Mountains are home to 15% of the world´s population and host about half of the world’s biodiversity hotspots. They provide fresh water for everyday life to half of humanity. Their conservation is a key factor for sustainable development and is part of Goal 15 of the SDGs.
Unfortunately, mountains are under threat from climate change and overexploitation. As the global climate continues to warm, mountain people — some of the world’s poorest — face even greater struggles to survive. The rising temperatures also mean that mountain glaciers are melting at unprecedented rates, affecting freshwater supplies downstream for millions of people.
This problem affects us all. We must reduce our carbon footprint and take care of these natural treasures.
The increasing attention to the importance of mountains led the UN to declare to 2002 the UN International Year of Mountains. The first international day was celebrated for the first time the following year, 2003.
Its roots date back to 1992 when the document “Managing Fragile Ecosystems: Sustainable Mountain Development” (called Chapter 13), was adopted as part of the action plan Agenda 21 of the Conference on Environment and Development.
2020 Theme: Mountain biodiversity
Mountain biodiversity is the theme of this year’s International Mountain Day, so let’s celebrate their rich biodiversity, as well as address the threats they face.
Mountains loom large in some of the world’s most spectacular landscapes. Their unique topography, compressed climatic zones, and isolation have created the conditions for a wide spectrum of life forms.
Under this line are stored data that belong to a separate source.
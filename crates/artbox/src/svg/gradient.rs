//! Gradient resolution
//!
//! A reference such as `fill:url(#g)` can be replaced by a literal color
//! whenever the gradient behind it has fewer than two stops. Gradients may
//! borrow their stops from another gradient through `href`/`xlink:href`;
//! the chain is followed to the gradient that has no further link.

use std::collections::{HashMap, HashSet};
use std::fmt;
use std::sync::LazyLock;

use regex::Regex;
use tracing::{debug, trace, warn};

use super::document::{Document, NodeId};
use crate::core::ArtboxError;

/// Color used for gradients without stops and for ids that do not exist
pub const TRANSPARENT: &str = "rgba(0,0,0,0)";

/// Tag names treated as gradient definitions
pub const GRADIENT_TAGS: &[&str] = &["linearGradient", "radialGradient"];

static STOP_COLOR: LazyLock<Regex> =
    LazyLock::new(|| Regex::new(r"stop-color:([^;]*)(?:;|$)").expect("valid regex"));

/// Whether `name` is a gradient tag
pub fn is_gradient_tag(name: &str) -> bool {
    GRADIENT_TAGS.contains(&name)
}

/// Result of resolving a gradient id
#[derive(Debug, Clone, PartialEq, Eq)]
pub enum ColorExpr {
    /// Literal color such as `#ff0000` or `rgba(0,0,0,0)`
    Literal(String),
    /// The gradient must stay; references keep pointing at it
    Reference(String),
}

impl ColorExpr {
    pub fn is_reference(&self) -> bool {
        matches!(self, ColorExpr::Reference(_))
    }
}

impl fmt::Display for ColorExpr {
    fn fmt(&self, f: &mut fmt::Formatter<'_>) -> fmt::Result {
        match self {
            ColorExpr::Literal(color) => f.write_str(color),
            ColorExpr::Reference(id) => write!(f, "url(#{})", id),
        }
    }
}

/// Map from `id` attribute to the element declaring it
#[derive(Debug, Default, Clone)]
pub struct IdIndex {
    ids: HashMap<String, NodeId>,
}

impl IdIndex {
    /// Index every live element with a non-empty `id`; later duplicates win
    pub fn build(document: &Document) -> Self {
        let mut ids = HashMap::new();
        for root in document.roots() {
            for node in document.descendants(*root) {
                if let Some(id) = document.element(node).and_then(|e| e.id()) {
                    ids.insert(id.to_string(), node);
                }
            }
        }
        debug!(id_count = ids.len(), "Built identifier index");
        Self { ids }
    }

    pub fn get(&self, id: &str) -> Option<NodeId> {
        self.ids.get(id).copied()
    }

    pub fn len(&self) -> usize {
        self.ids.len()
    }

    pub fn is_empty(&self) -> bool {
        self.ids.is_empty()
    }
}

/// Target id of an `href`/`xlink:href` of the form `#other`
fn link_target(document: &Document, node: NodeId) -> Option<&str> {
    document
        .attribute(node, "href")
        .or_else(|| document.attribute(node, "xlink:href"))
        .and_then(|href| href.strip_prefix('#'))
        .filter(|target| !target.is_empty())
}

/// Follow inheritance links from `start` to the element that has none
///
/// A link to an unknown id ends the chain at the current element. A link
/// back to an element already on the chain also ends it there, so cyclic
/// documents terminate.
pub fn walk_chain(document: &Document, index: &IdIndex, start: NodeId) -> NodeId {
    let mut current = start;
    let mut visited = HashSet::from([start]);

    while let Some(target) = link_target(document, current) {
        let Some(next) = index.get(target) else {
            trace!(link = %target, "Inheritance link points at unknown id");
            break;
        };
        if !visited.insert(next) {
            warn!(link = %target, "Cyclic gradient inheritance, stopping walk");
            break;
        }
        current = next;
    }
    current
}

/// Per-document resolver holding the identifier index and the resolution cache
#[derive(Debug)]
pub struct GradientResolver {
    index: IdIndex,
    cache: HashMap<String, ColorExpr>,
}

impl GradientResolver {
    /// Build the index for `document`; must run before any rewriting
    pub fn new(document: &Document) -> Self {
        Self {
            index: IdIndex::build(document),
            cache: HashMap::new(),
        }
    }

    pub fn index(&self) -> &IdIndex {
        &self.index
    }

    /// Resolve `id` to a literal color or a reference to itself
    ///
    /// Unknown ids resolve to [`TRANSPARENT`]; a referenced element that is
    /// not a gradient (a `pattern`, for instance) is kept as a reference.
    pub fn resolve(&mut self, document: &Document, id: &str) -> Result<ColorExpr, ArtboxError> {
        if let Some(cached) = self.cache.get(id) {
            return Ok(cached.clone());
        }

        let resolved = self.resolve_uncached(document, id)?;
        trace!(id, resolved = %resolved, "Resolved gradient");
        self.cache.insert(id.to_string(), resolved.clone());
        Ok(resolved)
    }

    fn resolve_uncached(&self, document: &Document, id: &str) -> Result<ColorExpr, ArtboxError> {
        let Some(start) = self.index.get(id) else {
            debug!(id, "Unknown paint server id, treating as transparent");
            return Ok(ColorExpr::Literal(TRANSPARENT.to_string()));
        };

        let terminal = walk_chain(document, &self.index, start);
        if !document.tag_name(terminal).is_some_and(is_gradient_tag) {
            return Ok(ColorExpr::Reference(id.to_string()));
        }

        let stops: Vec<NodeId> = document.child_elements_named(terminal, "stop").collect();
        match stops.as_slice() {
            [] => Ok(ColorExpr::Literal(TRANSPARENT.to_string())),
            [stop] => {
                let style = document.attribute(*stop, "style").unwrap_or_default();
                STOP_COLOR
                    .captures(style)
                    .map(|caps| ColorExpr::Literal(caps[1].trim().to_string()))
                    .ok_or_else(|| ArtboxError::malformed_stop(id))
            }
            _ => Ok(ColorExpr::Reference(id.to_string())),
        }
    }
}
Biodiversity encompasses a variety of ecosystems, species, and genetic resources, and mountains have many endemic varieties. The differentiated topography in terms of altitude, slope, and exposure in mountains offers opportunities to grow a variety of high-value crops, horticulture, livestock, and forest species.
For example, mountain pastoralists in Pakistan have a highly treasured livestock genetic resource pool with special traits bred into animals, such as disease resilience, which can help adaption to change the climate.
Nearly 70% of mountain land is used for grazing and provides manure that enhances soil fertility. Livestock not only produces food items such as milk, butter, and meat, but also valuable by-products, such as some of the most precious yarns, like cashmere wool.
However, climate change, unsustainable farming practices, commercial mining, logging, and poaching all exact a heavy toll on mountain biodiversity. In addition, land use and land cover change, and natural disasters, accelerate biodiversity loss and contribute to creating a fragile environment for mountain communities.
Ecosystem degradation, loss of livelihoods, and migration in mountains can lead to the abandonment of cultural practices and ancient traditions that have sustained biodiversity for generations.
The sustainable management of mountain biodiversity has been increasingly recognized as a global priority. Sustainable Development Goal 15, target four, is dedicated to the conservation of mountains’ biodiversity in consideration of its global relevance.
Biodiversity in all ecosystems is in focus, as the United Nations has declared 2021 to 2030 the UN Decade on Ecosystem Restoration and governments prepare to negotiate the post-2020 global biodiversity framework for adoption this year at the 15th meeting of the Conference of the Parties (COP 15) to the Convention on Biological Diversity (CBD).
Celebrate this International Day 2020 with your community and friends preparing an event or joining the conversation on social media using the hashtag #MountainsMatter. Pass on some of the key messages, or share about the biodiversity in the mountains near you, or a photo of your favorite mountain.